Try it
Copy each line of the records below that has "every" in it.

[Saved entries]
***

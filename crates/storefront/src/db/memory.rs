//! In-process storage backend.
//!
//! Holds every table in one struct behind a `tokio::sync::Mutex`, so each
//! operation is atomic with respect to every other. IDs are allocated from
//! per-table counters starting at 1 and are never reused, even after a delete.

use std::collections::BTreeMap;

use chrono::{DateTime, Utc};
use tokio::sync::Mutex;

use bazaar_core::api::{NewMessage, NewProduct};
use bazaar_core::{Message, MessageId, Product, ProductId, User, UserId, Username};

use super::RepositoryError;
use crate::models::UserRecord;

/// Memory-backed store. Create one per test for isolation, or call
/// [`MemoryDb::reset`] between runs.
#[derive(Debug, Default)]
pub struct MemoryDb {
    state: Mutex<MemoryState>,
}

#[derive(Debug, Default)]
struct MemoryState {
    users: Vec<UserRecord>,
    products: BTreeMap<ProductId, Product>,
    messages: Vec<Message>,
    last_user_id: i32,
    last_product_id: i32,
    last_message_id: i32,
}

fn next_id(counter: &mut i32) -> i32 {
    *counter += 1;
    *counter
}

impl MemoryDb {
    /// Remove every row and restart ID allocation.
    pub async fn reset(&self) {
        *self.state.lock().await = MemoryState::default();
    }

    pub(super) async fn user_by_username(&self, username: &Username) -> Option<UserRecord> {
        let state = self.state.lock().await;
        state
            .users
            .iter()
            .find(|r| r.user.username == *username)
            .cloned()
    }

    pub(super) async fn user_by_id(&self, id: UserId) -> Option<UserRecord> {
        let state = self.state.lock().await;
        state.users.iter().find(|r| r.user.id == id).cloned()
    }

    pub(super) async fn insert_user(
        &self,
        username: &Username,
        password_hash: &str,
        is_admin: bool,
    ) -> Result<UserRecord, RepositoryError> {
        let mut state = self.state.lock().await;
        if state.users.iter().any(|r| r.user.username == *username) {
            return Err(RepositoryError::Conflict(
                "username already exists".to_owned(),
            ));
        }

        let record = UserRecord {
            user: User {
                id: UserId::new(next_id(&mut state.last_user_id)),
                username: username.clone(),
                is_admin,
            },
            password_hash: password_hash.to_owned(),
            created_at: Utc::now(),
        };
        state.users.push(record.clone());
        Ok(record)
    }

    pub(super) async fn user_count(&self) -> usize {
        self.state.lock().await.users.len()
    }

    pub(super) async fn products(&self) -> Vec<Product> {
        self.state.lock().await.products.values().cloned().collect()
    }

    pub(super) async fn product_count(&self) -> usize {
        self.state.lock().await.products.len()
    }

    pub(super) async fn insert_product(&self, product: &NewProduct) -> Product {
        let mut state = self.state.lock().await;
        let id = ProductId::new(next_id(&mut state.last_product_id));
        let product = Product {
            id,
            name: product.name.as_str().to_owned(),
            description: product.description.clone(),
            price: product.price,
            image_url: product.image_url.clone(),
            external_link: product.external_link.clone(),
        };
        state.products.insert(id, product.clone());
        product
    }

    pub(super) async fn delete_product(&self, id: ProductId) -> Result<(), RepositoryError> {
        let mut state = self.state.lock().await;
        state
            .products
            .remove(&id)
            .map(|_| ())
            .ok_or(RepositoryError::NotFound)
    }

    pub(super) async fn insert_message(&self, sender: UserId, message: &NewMessage) -> Message {
        let mut state = self.state.lock().await;
        let id = MessageId::new(next_id(&mut state.last_message_id));
        let created_at = monotonic_now(state.messages.last().map(|m| m.created_at));
        let message = Message {
            id,
            sender_id: sender,
            receiver_id: message.receiver_id,
            content: message.content.as_str().to_owned(),
            created_at,
        };
        state.messages.push(message.clone());
        message
    }

    /// Messages in insertion order, optionally restricted to one participant.
    pub(super) async fn messages(&self, involving: Option<UserId>) -> Vec<Message> {
        let state = self.state.lock().await;
        state
            .messages
            .iter()
            .filter(|m| involving.is_none_or(|user| m.involves(user)))
            .cloned()
            .collect()
    }
}

/// Current time, clamped so the log never goes backwards.
fn monotonic_now(previous: Option<DateTime<Utc>>) -> DateTime<Utc> {
    let now = Utc::now();
    previous.map_or(now, |prev| now.max(prev))
}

***

Expected answer
//! Holds every table in one struct behind a `tokio::sync::Mutex`, so each
//! operation is atomic with respect to every other. IDs are allocated from
    /// Remove every row and restart ID allocation.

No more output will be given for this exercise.